4.1 Coping strategies for the deep blue transformation of marine food and nutrient supply
China’s marine fisheries have long relied on offshore resources (Zhang and Wu, 2017), and overfishing and intensive aquaculture in offshore waters have caused severe depletion of fishery resources and the carrying capacity of resources has reached the limit, marine fisheries are expanding into deep blue (deep sea) space (Zheng and Zhang, 2024), and the use of natural water bodies in the deep sea for food production has become an inevitable trend. For marine capture, the space for food and nutrient supply expands to the deep sea, which can be carried out by relying on three ways: pelagic fisheries, transoceanic fisheries and polar capture fisheries. Although the above methods are restricted by international regulations and conventions like the United Nations Convention on the Law of the Sea, they can still improve the capacity to supply food nutrition by strengthening international fisheries cooperation, changing fishing operation methods, upgrading shipboard intelligent equipment, etc. For mariculture, the food and nutrient supply space expands to the deep sea, and can rely on deep sea aquaculture. In recent years, many areas in China have made progress in exploring deep-sea aquaculture, and the coastal provinces have actively promoted the use of new equipment and new farming mode, such as a number of large-scale aquaculture facilities such as “Deep Blue No. 1” “Guoxin No. 1” and “Puwang No. 1”, and are also promoting the launch of new models such as large-scale deep-water cage culture, purse seine aquaculture and breeding workers’ vessels.
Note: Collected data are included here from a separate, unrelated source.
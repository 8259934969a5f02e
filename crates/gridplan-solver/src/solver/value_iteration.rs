use std::collections::HashMap;

use gridplan_env::{Coordinate, Direction, Environment};

use crate::solver::{config::SolverConfig, error::SolveError, maps::UtilityMap};

/// Per-run bookkeeping of one value-iteration fixed point.
#[derive(Debug, Clone, PartialEq)]
pub struct SolveMetrics {
    /// Number of sweeps performed, including the converging one.
    pub sweeps: usize,
    /// Max absolute utility change of each sweep, in order.
    pub deltas: Vec<f64>,
}

/// Probability-weighted utility of attempting `direction` from `state`,
/// read entirely from the frozen `utilities` snapshot.
pub(crate) fn expected_utility(
    env: &impl Environment,
    utilities: &HashMap<Coordinate, f64>,
    state: Coordinate,
    direction: Direction,
) -> Result<f64, SolveError> {
    let mut acc = 0.0_f64;
    for (next, prob) in env.transitions(state, direction) {
        let next_utility =
            utilities
                .get(&next)
                .copied()
                .ok_or(SolveError::UnknownNextState {
                    state,
                    direction,
                    next,
                })?;
        acc += prob * next_utility;
    }
    Ok(acc)
}

/// Best Bellman backup over the four cardinal moves for a non-terminal state.
fn max_action_utility(
    env: &impl Environment,
    utilities: &HashMap<Coordinate, f64>,
    state: Coordinate,
) -> Result<f64, SolveError> {
    let mut best = f64::NEG_INFINITY;
    for direction in Direction::CARDINAL {
        let action_utility = expected_utility(env, utilities, state, direction)?;
        best = best.max(action_utility);
    }
    Ok(best)
}

/// Run value iteration from an all-zero utility map.
pub fn solve(env: &impl Environment, config: &SolverConfig) -> Result<UtilityMap, SolveError> {
    let zeros = env.states().into_iter().map(|s| (s, 0.0)).collect();
    solve_from(env, config, &UtilityMap::new(zeros))
}

/// Run value iteration from a caller-provided seed, e.g. a previously
/// converged map for a warm restart.
pub fn solve_from(
    env: &impl Environment,
    config: &SolverConfig,
    initial: &UtilityMap,
) -> Result<UtilityMap, SolveError> {
    let (utilities, _) = solve_with_metrics(env, config, initial)?;
    Ok(utilities)
}

/// Like `solve_from`, but also reports the per-sweep delta trace.
///
/// Sweeps are synchronous: each sweep writes a fresh map and reads only from
/// the previous one, so no state observes a partially-updated neighbor.
/// Terminal utilities are pinned to their rewards and never backed up.
pub fn solve_with_metrics(
    env: &impl Environment,
    config: &SolverConfig,
    initial: &UtilityMap,
) -> Result<(UtilityMap, SolveMetrics), SolveError> {
    config.validate().map_err(|err| SolveError::InvalidConfig {
        message: err.to_string(),
    })?;

    // The key set is fixed here and never changes: exactly the non-blocked
    // coordinates of the snapshot.
    let states = env.states();
    let mut utilities: HashMap<Coordinate, f64> = HashMap::with_capacity(states.len());
    for state in states {
        let seeded = initial
            .get(state)
            .ok_or(SolveError::SeedMissingState { state })?;
        utilities.insert(state, seeded);
    }

    let bound = config.stopping_bound();
    let mut deltas = Vec::new();

    for sweep in 1..=config.max_sweeps {
        let mut next: HashMap<Coordinate, f64> = HashMap::with_capacity(utilities.len());
        let mut delta = 0.0_f64;

        for (&state, &previous) in &utilities {
            let updated = if env.is_terminal(state) {
                env.reward(state)
            } else {
                env.reward(state) + config.gamma * max_action_utility(env, &utilities, state)?
            };

            delta = delta.max((updated - previous).abs());
            next.insert(state, updated);
        }

        utilities = next;
        deltas.push(delta);

        if delta <= bound {
            return Ok((
                UtilityMap::new(utilities),
                SolveMetrics {
                    sweeps: sweep,
                    deltas,
                },
            ));
        }
    }

    Err(SolveError::NonConvergence {
        sweeps: config.max_sweeps,
        delta: deltas.last().copied().unwrap_or(f64::INFINITY),
    })
}
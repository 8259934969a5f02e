use std::{fmt, fs, path::Path};

use serde::{Deserialize, Serialize};

const DEFAULT_SOLVER_CONFIG_YAML: &str = include_str!("../../config/solver.default.yaml");

/// Configuration for the value-iteration fixed point.
#[derive(Debug, Clone, Serialize, Deserialize)]
#[serde(default)]
pub struct SolverConfig {
    /// Discount factor applied to future utility, in `(0, 1]`.
    pub gamma: f64,
    /// Convergence tolerance for the per-sweep utility delta.
    pub epsilon: f64,
    /// Sanity bound on the number of sweeps before giving up.
    pub max_sweeps: usize,
}

impl Default for SolverConfig {
    fn default() -> Self {
        SolverConfig {
            gamma: 0.9,
            epsilon: 1e-6,
            max_sweeps: 10_000,
        }
    }
}

impl SolverConfig {
    /// Parse a solver config from YAML text.
    pub fn from_yaml_str(yaml: &str) -> Result<Self, SolverConfigError> {
        let config: SolverConfig = serde_yaml::from_str(yaml).map_err(SolverConfigError::Yaml)?;
        config.validate()?;
        Ok(config)
    }

    /// Parse a solver config from a YAML file path.
    pub fn from_yaml_path(path: impl AsRef<Path>) -> Result<Self, SolverConfigError> {
        let yaml = fs::read_to_string(path).map_err(SolverConfigError::Io)?;
        Self::from_yaml_str(&yaml)
    }

    /// Return the default YAML config included with this crate.
    pub fn default_yaml() -> &'static str {
        DEFAULT_SOLVER_CONFIG_YAML
    }

    /// Parse the default YAML config included with this crate.
    pub fn from_default_yaml() -> Result<Self, SolverConfigError> {
        Self::from_yaml_str(Self::default_yaml())
    }

    /// Validate field ranges. A gamma of exactly 1 is legal; the solver
    /// switches to an absolute stopping bound for it instead of the
    /// contraction-based one, which degenerates to zero there.
    pub fn validate(&self) -> Result<(), SolverConfigError> {
        if !self.gamma.is_finite() || self.gamma <= 0.0 || self.gamma > 1.0 {
            return Err(SolverConfigError::Invalid(
                "gamma must be finite and within (0, 1]".to_string(),
            ));
        }
        if !self.epsilon.is_finite() || self.epsilon <= 0.0 {
            return Err(SolverConfigError::Invalid(
                "epsilon must be finite and greater than 0".to_string(),
            ));
        }
        if self.max_sweeps == 0 {
            return Err(SolverConfigError::Invalid(
                "max_sweeps must be greater than 0".to_string(),
            ));
        }
        Ok(())
    }

    /// The delta threshold below which a sweep counts as converged.
    pub(crate) fn stopping_bound(&self) -> f64 {
        if self.gamma == 1.0 {
            self.epsilon
        } else {
            self.epsilon * (1.0 - self.gamma) / self.gamma
        }
    }
}

/// Error type for loading and validating `SolverConfig`.
#[derive(Debug)]
pub enum SolverConfigError {
    Io(std::io::Error),
    Yaml(serde_yaml::Error),
    Invalid(String),
}

impl fmt::Display for SolverConfigError {
    fn fmt(&self, f: &mut fmt::Formatter<'_>) -> fmt::Result {
        match self {
            SolverConfigError::Io(err) => write!(f, "failed to read config file: {err}"),
            SolverConfigError::Yaml(err) => write!(f, "failed to parse config YAML: {err}"),
            SolverConfigError::Invalid(err) => write!(f, "invalid solver config: {err}"),
        }
    }
}

impl std::error::Error for SolverConfigError {}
At present, China’s deep-sea aquaculture is still in its infancy, and practical problems such as more investment, high risk, and less technology integration have become obstacles to its development, but the high economic return, high nutritional quality, huge domestic consumption potential and successful foreign aquaculture experience (Norway and other countries) all provide assistant for the rapid development of China’s deep-sea aquaculture.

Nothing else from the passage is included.